What type of fluid should be given?
Normal saline solution has been used for over 50 years as an intraoperative, resuscitation and maintenance fluid; however its excessive use can lead to hyperchloremic acidosis (20). There is currently a debate regarding the morbidity associated with this condition, although its incidence is considered to be very low. The British Consensus Guidelines on Intravenous Fluid Therapy for Adult Surgical Patients recommend the use of balanced crystalloids rather then just saline solution to avoid hypercloremic acidosis (21). So we agree with Licker et al. about normal saline but disagree about colloid. The use of colloids in place of crystalloids, is disputed given the uncertainty regarding their safety and is outside the scope of this debate. Briefly, the European Medical Agency – EMA - after suspending hydroxyethyl starch (HES) use in June 2013 revised its decision in October announcing that the HES may continue to be used in certain conditions i.e. patients with acute hypovolemia secondary to blood losses in the operating room and without renal insufficiency. EMA a part, starches, on their side, seem to have a physiological rationale very interesting for their use in patients with an intact capillary (22).
How can we conclude?
The gray zone from a point of view of the statistical results in studies, close to this specific field, suggests us to give intraoperative IV fluids only tailoring the approach on the single patient (23).

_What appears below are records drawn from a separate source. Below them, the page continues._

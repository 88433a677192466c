use std::collections::HashMap;

use iocraft::prelude::*;

use crate::color::{Color as AppColor, ColorDepth};

// ---------------------------------------------------------------------------
// Column definition
// ---------------------------------------------------------------------------

/// Defines a column in the table.
#[derive(Debug, Clone)]
pub struct Column {
    /// Unique identifier (e.g., "app", "game", "limit").
    pub id: String,
    /// Display header text.
    pub header: String,
    /// Default width as a fraction of total width (0.0..1.0).
    pub default_width_pct: f32,
    /// Text alignment for this column.
    pub align: TextAlign,
}

impl Column {
    pub fn new(id: &str, header: &str, default_width_pct: f32) -> Self {
        Self {
            id: id.to_owned(),
            header: header.to_owned(),
            default_width_pct,
            align: TextAlign::Left,
        }
    }

    pub fn right_aligned(mut self) -> Self {
        self.align = TextAlign::Right;
        self
    }
}

/// A single cell value to display.
#[derive(Debug, Clone)]
pub struct Cell {
    pub text: String,
    pub color: Option<AppColor>,
    pub bold: bool,
}

impl Cell {
    pub fn plain(text: impl Into<String>) -> Self {
        Self {
            text: text.into(),
            color: None,
            bold: false,
        }
    }

    pub fn colored(text: impl Into<String>, color: AppColor) -> Self {
        Self {
            text: text.into(),
            color: Some(color),
            bold: false,
        }
    }

    pub fn bold(text: impl Into<String>) -> Self {
        Self {
            text: text.into(),
            color: None,
            bold: true,
        }
    }
}

/// A complete row of cells indexed by column id.
pub type Row = HashMap<String, Cell>;

// ---------------------------------------------------------------------------
// Pre-rendered table data (all owned)
// ---------------------------------------------------------------------------

/// Pre-render table data into fully owned structures that can be passed
/// into the `element!` macro without lifetime issues.
pub struct RenderedTable {
    pub header_cells: Vec<HeaderCell>,
    pub body_rows: Vec<RenderedRow>,
    pub total_width: u32,
    pub header_fg: Color,
    pub border_fg: Color,
    pub faint_fg: Color,
    /// Message to display when there are no rows.
    pub empty_message: Option<String>,
}

pub struct HeaderCell {
    pub text: String,
    pub width: u32,
    pub align: TextAlign,
}

pub struct RenderedRow {
    pub key: usize,
    pub bg: Option<Color>,
    pub cells: Vec<RenderedCell>,
}

pub struct RenderedCell {
    pub text: String,
    pub fg: Color,
    pub weight: Weight,
    pub width: u32,
    pub align: TextAlign,
}

/// Configuration for building a `RenderedTable`.
///
/// `rows` holds only the rows of the visible page; `cursor` indexes into it.
pub struct TableBuildConfig<'a> {
    pub columns: &'a [Column],
    pub rows: &'a [Row],
    pub cursor: usize,
    pub total_width: u16,
    pub depth: ColorDepth,
    pub selected_bg: Option<AppColor>,
    pub header_color: Option<AppColor>,
    pub border_color: Option<AppColor>,
    pub faint_color: Option<AppColor>,
    /// Message to show when rows are empty.
    pub empty_message: Option<&'a str>,
}

impl RenderedTable {
    pub fn build(cfg: &TableBuildConfig<'_>) -> Self {
        let depth = cfg.depth;
        let col_widths = compute_column_widths(cfg.columns, cfg.total_width);

        let header_fg = cfg
            .header_color
            .map_or(Color::White, |c| c.to_crossterm_color(depth));
        let border_fg = cfg
            .border_color
            .map_or(Color::DarkGrey, |c| c.to_crossterm_color(depth));
        let faint_fg = cfg
            .faint_color
            .map_or(Color::DarkGrey, |c| c.to_crossterm_color(depth));
        let selected_bg_color = cfg.selected_bg.map(|c| c.to_crossterm_color(depth));

        let header_cells = cfg
            .columns
            .iter()
            .zip(col_widths.iter())
            .map(|(col, &w)| HeaderCell {
                text: col.header.clone(),
                width: u32::from(w),
                align: col.align,
            })
            .collect();

        let body_rows = cfg
            .rows
            .iter()
            .enumerate()
            .map(|(i, row)| {
                let bg = if i == cfg.cursor {
                    selected_bg_color
                } else {
                    None
                };
                let cells = cfg
                    .columns
                    .iter()
                    .zip(col_widths.iter())
                    .map(|(col, &w)| {
                        let cell = row.get(&col.id);
                        RenderedCell {
                            text: cell.map_or_else(String::new, |c| c.text.clone()),
                            fg: cell
                                .and_then(|c| c.color)
                                .map_or(Color::Reset, |c| c.to_crossterm_color(depth)),
                            weight: if cell.is_some_and(|c| c.bold) {
                                Weight::Bold
                            } else {
                                Weight::Normal
                            },
                            width: u32::from(w),
                            align: col.align,
                        }
                    })
                    .collect();
                RenderedRow { key: i, bg, cells }
            })
            .collect();

        let empty_message = if cfg.rows.is_empty() {
            cfg.empty_message.map(String::from)
        } else {
            None
        };

        Self {
            header_cells,
            body_rows,
            total_width: u32::from(cfg.total_width),
            header_fg,
            border_fg,
            faint_fg,
            empty_message,
        }
    }
}

// ---------------------------------------------------------------------------
// PagedTable component
// ---------------------------------------------------------------------------

#[derive(Default, Props)]
pub struct PagedTableProps {
    /// Pre-rendered table data.
    pub table: Option<RenderedTable>,
}

#[component]
pub fn PagedTable(props: &mut PagedTableProps) -> impl Into<AnyElement<'static>> {
    let Some(table) = props.table.take() else {
        return element! { View }.into_any();
    };

    element! {
        View(flex_direction: FlexDirection::Column, width: table.total_width) {
            // Header row
            View(
                border_style: BorderStyle::Single,
                border_edges: Edges::Bottom,
                border_color: table.border_fg,
            ) {
                #(table.header_cells.into_iter().enumerate().map(|(i, hc)| {
                    element! {
                        View(key: i, width: hc.width) {
                            Text(
                                content: hc.text,
                                weight: Weight::Bold,
                                color: table.header_fg,
                                wrap: TextWrap::NoWrap,
                                align: hc.align,
                            )
                        }
                    }
                }))
            }

            // Empty-state message or body rows
            #(table.empty_message.into_iter().map(|msg| {
                element! {
                    View(padding_top: 1, padding_left: 2) {
                        Text(content: msg, color: table.faint_fg)
                    }
                }
            }))
            #(table.body_rows.into_iter().map(|row| {
                element! {
                    View(key: row.key, background_color: row.bg) {
                        #(row.cells.into_iter().enumerate().map(|(ci, cell)| {
                            element! {
                                View(key: ci, width: cell.width) {
                                    Text(
                                        content: cell.text,
                                        color: cell.fg,
                                        weight: cell.weight,
                                        wrap: TextWrap::NoWrap,
                                        align: cell.align,
                                    )
                                }
                            }
                        }))
                    }
                }
            }))
        }
    }
    .into_any()
}

// ---------------------------------------------------------------------------
// Column width computation
// ---------------------------------------------------------------------------

fn compute_column_widths(columns: &[Column], total: u16) -> Vec<u16> {
    let pct_sum: f32 = columns.iter().map(|c| c.default_width_pct).sum();
    columns
        .iter()
        .map(|col| {
            let ratio = if pct_sum > 0.0 {
                col.default_width_pct / pct_sum
            } else {
                #[allow(clippy::cast_precision_loss)]
                {
                    1.0 / columns.len() as f32
                }
            };
            #[allow(clippy::cast_possible_truncation, clippy::cast_sign_loss)]
            let w = (f32::from(total) * ratio).round() as u16;
            w.max(1)
        })
        .collect()
}

#[cfg(test)]
mod tests {
    use super::*;

    fn make_columns() -> Vec<Column> {
        vec![
            Column::new("app", "Application", 0.6),
            Column::new("game", "Game", 0.2),
            Column::new("source", "Source", 0.2).right_aligned(),
        ]
    }

    fn make_row(name: &str) -> Row {
        [
            ("app".to_owned(), Cell::plain(name)),
            ("game".to_owned(), Cell::bold("yes")),
        ]
        .into_iter()
        .collect()
    }

    #[test]
    fn column_widths_fill_total() {
        let widths = compute_column_widths(&make_columns(), 100);
        assert_eq!(widths, vec![60, 20, 20]);
    }

    #[test]
    fn column_widths_without_percentages_split_evenly() {
        let cols = vec![Column::new("a", "A", 0.0), Column::new("b", "B", 0.0)];
        assert_eq!(compute_column_widths(&cols, 40), vec![20, 20]);
    }

    #[test]
    fn cursor_row_gets_selected_background() {
        let cols = make_columns();
        let rows = vec![make_row("steam.exe"), make_row("notepad.exe")];
        let table = RenderedTable::build(&TableBuildConfig {
            columns: &cols,
            rows: &rows,
            cursor: 1,
            total_width: 80,
            depth: ColorDepth::Color256,
            selected_bg: Some(AppColor::Ansi256(237)),
            header_color: None,
            border_color: None,
            faint_color: None,
            empty_message: Some("nothing"),
        });
        assert_eq!(table.body_rows.len(), 2);
        assert!(table.body_rows[0].bg.is_none());
        assert_eq!(table.body_rows[1].bg, Some(Color::AnsiValue(237)));
        assert_eq!(table.body_rows[1].cells[0].text, "notepad.exe");
        assert!(matches!(table.body_rows[1].cells[1].weight, Weight::Bold));
        // Missing cells render empty.
        assert_eq!(table.body_rows[1].cells[2].text, "");
        assert!(table.empty_message.is_none());
    }

    #[test]
    fn empty_rows_show_message() {
        let cols = make_columns();
        let table = RenderedTable::build(&TableBuildConfig {
            columns: &cols,
            rows: &[],
            cursor: 0,
            total_width: 80,
            depth: ColorDepth::TrueColor,
            selected_bg: None,
            header_color: None,
            border_color: None,
            faint_color: None,
            empty_message: Some("No applications match"),
        });
        assert_eq!(table.empty_message.as_deref(), Some("No applications match"));
        assert_eq!(table.header_cells.len(), 3);
    }
}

Usually patients scheduled for elective surgery (including thoracic surgery) are not hypovolemic. In the intraoperative period if the patient is hypovolemic, it is rarely (bleeding) and needs fluids, we have to give fluids only if the patient is a fluid responder. This is mandatory in case of high-risk surgical patients. With the chest open, only a CO monitoring, according to the SV improvement, leads the anesthetist to the right way to give fluids or not, to reach the right hemodynamic target.
The last but not the least, if the patients drinks water until 2 hours before the surgery and as soon as possible after the surgery (ERAS, PSH program etc…), we do not need to give so many fluids!